Tatsächlich war die Pille nicht allein eine medizinische Maßnahme, sondern auch Symbol weiblicher Selbstbestimmung – was in den 60ern auf fruchtbaren Boden fiel, die ohnehin von dem zunehmenden Kampf um Freiheit und Gleichberechtigung bestimmt waren. Doch eben diese Selbstbestimmung führte zu auch zu bitter geführten Diskussionen oder eben Verboten, wie es der Papst höchstpersönlich verkündete. Geschlechtsverkehr, der nicht der Fortpflanzung dient? Ein Sakrileg! Wie viel von der Ablehnung nun auf religiöse Gründe zurückzuführen war, wie viel auf den Versuch, Frauen auch weiterhin als Menschen zweiter Klasse kleinzuhalten, das sei mal dahingestellt. 60 Jahre Pille – Wo bleibt die Pille für den Mann?, ein Dokumentarfilm zum Jubiläum, erinnert zwar an die damalige Zeit und gibt Einblicke in die Kämpfe. Das eigentliche Thema ist jedoch ein anderes.
Ein Triumph mit Fragezeichen
So wichtig die Pille auch war, als Mittel der selbstbestimmten Lebensplanung, sechzig Jahre später ist sie aus anderen Gründen umstritten – und das eben auch bei Frauen. Die Effektivität des Medikaments ist unbestritten hoch. Aber sie hat auch Nebenwirkungen, die mal stärker, mal schwächer sein können, unangenehme Folgen wie Stimmungsschwankungen oder Übergewicht nach sich ziehen können. Vor allem aber gab es Todesfälle ansonsten gesunder Frauen, die sich auf die Einnahme der Pille zurückführen lassen. Regisseurin Kirsten Esch verknüpft Ausführungen zu den Risiken, die eine fortwährende Einnahme mit sich bringt, mit der Frage: Warum nehmen eigentlich nur die Frauen Medikamente zu sich, während Männer nichts machen müssen?
Daraus hätte man eine Grundsatzdebatte müssen. Teilweise spricht 60 Jahre Pille – Wo bleibt die Pille für den Mann? das Thema auch an, zeigt auf, dass die Einseitigkeit eine Frage der Einstellung ist. Frauen sind die Leidtragenden einer ungewollten Schwangerschaft, also haben sie auch ein größeres Interesse daran, diese zu verhindern. Das ist einleuchtend, wenngleich ziemlich zynisch. Und sicher nur ein Faktor unter mehreren. Glücklicherweise gibt es aber auch Männer, die sich der eigenen Verantwortung stellen und deshalb verschiedenen Möglichkeiten nachgehen. Möglichkeiten, die langsam erforscht werden und nach dem längeren Einstieg des Dokumentarfilms dann auch in den Mittelpunkt rücken.

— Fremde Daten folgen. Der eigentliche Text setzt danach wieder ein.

//! Read-only node catalog: what each node type accepts, produces, and which
//! module exports implement it.

use crate::Value;
use serde::{Deserialize, Serialize};
use std::collections::BTreeMap;

#[derive(Debug, Clone, Copy, PartialEq, Eq, Hash, Serialize, Deserialize)]
#[serde(rename_all = "kebab-case")]
pub enum Category {
    Input,
    Source,
    Transform,
    Logic,
    Variable,
    Output,
    Utility,
}

/// How the type of a dynamic handle is worked out.
#[derive(Debug, Clone, PartialEq, Serialize, Deserialize)]
#[serde(tag = "strategy", rename_all = "kebab-case")]
pub enum DynamicType {
    /// Last execution result for the handle, then the persisted detection.
    RuntimeDetection,
    /// Whatever is connected to the named input handle.
    InputInference { input: String },
    /// A config field's value looked up in the fixed type table.
    ConfigBased { field: String },
    /// Mirrors the data flowing through the paired handle.
    Wildcard { paired: String },
}

#[derive(Debug, Clone, PartialEq, Serialize, Deserialize)]
#[serde(untagged)]
pub enum HandleType {
    Single(String),
    Static(Vec<String>),
    Dynamic(DynamicType),
}

impl Default for HandleType {
    fn default() -> Self {
        HandleType::Single(crate::typing::ANY.to_string())
    }
}

#[derive(Debug, Clone, PartialEq, Serialize, Deserialize)]
pub struct HandleSpec {
    pub id: String,
    #[serde(default)]
    pub types: HandleType,
    #[serde(default)]
    pub required: bool,
    #[serde(default, skip_serializing_if = "Option::is_none")]
    pub default: Option<Value>,
}

impl HandleSpec {
    pub fn new(id: impl Into<String>, types: &[&str]) -> Self {
        let types = match types {
            [single] => HandleType::Single(single.to_string()),
            many => HandleType::Static(many.iter().map(|t| t.to_string()).collect()),
        };
        Self {
            id: id.into(),
            types,
            required: false,
            default: None,
        }
    }

    pub fn dynamic(id: impl Into<String>, strategy: DynamicType) -> Self {
        Self {
            id: id.into(),
            types: HandleType::Dynamic(strategy),
            required: false,
            default: None,
        }
    }

    /// Control-flow handle; the id must carry the `exec-` prefix.
    pub fn execution(id: impl Into<String>) -> Self {
        Self::new(id, &[crate::typing::EXEC])
    }

    pub fn required(mut self) -> Self {
        self.required = true;
        self
    }

    pub fn with_default(mut self, value: impl Into<Value>) -> Self {
        self.default = Some(value.into());
        self
    }

    pub fn is_execution(&self) -> bool {
        crate::is_execution_handle(&self.id)
    }
}

#[derive(Debug, Clone, Default, PartialEq, Serialize, Deserialize)]
pub struct Handles {
    #[serde(default)]
    pub inputs: Vec<HandleSpec>,
    #[serde(default)]
    pub outputs: Vec<HandleSpec>,
}

/// Catalog entry for one node type
#[derive(Debug, Clone, PartialEq, Serialize, Deserialize)]
pub struct NodeDefinition {
    #[serde(rename = "type", default)]
    pub node_type: String,
    pub category: Category,
    #[serde(default)]
    pub description: String,
    #[serde(default)]
    pub handles: Handles,
    /// `"<module>:<export>"` of the execute behavior.
    #[serde(default, skip_serializing_if = "Option::is_none")]
    pub method: Option<String>,
    /// `"<module>:<export>"` of the config validator.
    #[serde(default, skip_serializing_if = "Option::is_none")]
    pub validator: Option<String>,
}

impl NodeDefinition {
    pub fn new(node_type: impl Into<String>, category: Category) -> Self {
        Self {
            node_type: node_type.into(),
            category,
            description: String::new(),
            handles: Handles::default(),
            method: None,
            validator: None,
        }
    }

    pub fn with_description(mut self, description: impl Into<String>) -> Self {
        self.description = description.into();
        self
    }

    pub fn with_input(mut self, handle: HandleSpec) -> Self {
        self.handles.inputs.push(handle);
        self
    }

    pub fn with_output(mut self, handle: HandleSpec) -> Self {
        self.handles.outputs.push(handle);
        self
    }

    pub fn with_method(mut self, reference: impl Into<String>) -> Self {
        self.method = Some(reference.into());
        self
    }

    pub fn with_validator(mut self, reference: impl Into<String>) -> Self {
        self.validator = Some(reference.into());
        self
    }

    pub fn input(&self, id: &str) -> Option<&HandleSpec> {
        self.handles.inputs.iter().find(|h| h.id == id)
    }

    pub fn output(&self, id: &str) -> Option<&HandleSpec> {
        self.handles.outputs.iter().find(|h| h.id == id)
    }

    pub fn data_outputs(&self) -> impl Iterator<Item = &HandleSpec> {
        self.handles.outputs.iter().filter(|h| !h.is_execution())
    }

    pub fn is_output(&self) -> bool {
        self.category == Category::Output
    }
}

/// Node types keyed by type name
#[derive(Debug, Clone, Default, PartialEq, Serialize, Deserialize)]
#[serde(transparent)]
pub struct Catalog {
    definitions: BTreeMap<String, NodeDefinition>,
}

impl Catalog {
    pub fn new() -> Self {
        Self::default()
    }

    /// Parse a catalog document (`{"<type>": {...}}`); entries that omit
    /// `type` take it from their key.
    pub fn from_json(json: &str) -> Result<Self, serde_json::Error> {
        let mut catalog: Catalog = serde_json::from_str(json)?;
        for (key, definition) in catalog.definitions.iter_mut() {
            if definition.node_type.is_empty() {
                definition.node_type = key.clone();
            }
        }
        Ok(catalog)
    }

    pub fn insert(&mut self, definition: NodeDefinition) {
        self.definitions
            .insert(definition.node_type.clone(), definition);
    }

    pub fn with(mut self, definition: NodeDefinition) -> Self {
        self.insert(definition);
        self
    }

    /// Entries of `other` replace entries of the same type.
    pub fn merge(&mut self, other: Catalog) {
        self.definitions.extend(other.definitions);
    }

    pub fn get(&self, node_type: &str) -> Option<&NodeDefinition> {
        self.definitions.get(node_type)
    }

    pub fn contains(&self, node_type: &str) -> bool {
        self.definitions.contains_key(node_type)
    }

    pub fn types(&self) -> impl Iterator<Item = &str> {
        self.definitions.keys().map(String::as_str)
    }

    pub fn iter(&self) -> impl Iterator<Item = &NodeDefinition> {
        self.definitions.values()
    }

    pub fn len(&self) -> usize {
        self.definitions.len()
    }

    pub fn is_empty(&self) -> bool {
        self.definitions.is_empty()
    }
}

#[cfg(test)]
mod tests {
    use super::*;

    #[test]
    fn parses_static_and_dynamic_handles() {
        let catalog = Catalog::from_json(
            r#"{
                "math.add": {
                    "category": "transform",
                    "method": "nodes/math:add",
                    "handles": {
                        "inputs": [{"id": "a", "types": ["number", "integer"], "required": true}],
                        "outputs": [{"id": "result", "types": "number"}]
                    }
                },
                "variable": {
                    "category": "variable",
                    "handles": {
                        "outputs": [{"id": "value", "types": {"strategy": "wildcard", "paired": "value"}}]
                    }
                }
            }"#,
        )
        .unwrap();

        let add = catalog.get("math.add").unwrap();
        assert_eq!(add.node_type, "math.add");
        assert!(add.input("a").unwrap().required);
        assert_eq!(
            add.output("result").unwrap().types,
            HandleType::Single("number".into())
        );

        let variable = catalog.get("variable").unwrap();
        assert_eq!(
            variable.output("value").unwrap().types,
            HandleType::Dynamic(DynamicType::Wildcard { paired: "value".into() })
        );
    }

    #[test]
    fn merge_overrides_same_type() {
        let mut base = Catalog::new().with(
            NodeDefinition::new("connector", Category::Source).with_method("server/io:fetch"),
        );
        base.merge(Catalog::new().with(
            NodeDefinition::new("connector", Category::Source).with_method("browser/io:fetch"),
        ));
        assert_eq!(base.len(), 1);
        assert_eq!(
            base.get("connector").unwrap().method.as_deref(),
            Some("browser/io:fetch")
        );
    }

    #[test]
    fn missing_types_default_to_any() {
        let handle: HandleSpec = serde_json::from_str(r#"{"id": "in"}"#).unwrap();
        assert_eq!(handle.types, HandleType::Single("any".into()));
        assert!(!handle.required);
    }
}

Eine ernüchternde Bestandsaufnahme
Esch stellt an der Stelle mehrere Ansätze vor, historische wie aktuelle, berichtet beispielsweise von einer vorzeitig abgebrochenen Studie, aber auch neuen Experimenten und Wegen, die Alternativen zur herkömmlichen Einnahme von Medikamenten sein sollen. Neben einem Gel, das auf dem ganzen Körper aufgetragen wird, ist insbesondere eine etwas eigenwillige Unterhose auffällig, die bei regelmäßiger Benutzung die Spermien unbrauchbar machen soll. Das ist als Idee interessant, aber auch kurios – und nicht sehr praktikabel. Die gute Absicht der Projekte ist unverkennbar, werden in den Interviews deutlich. Doch das allein macht noch kein realistisches Projekt daraus.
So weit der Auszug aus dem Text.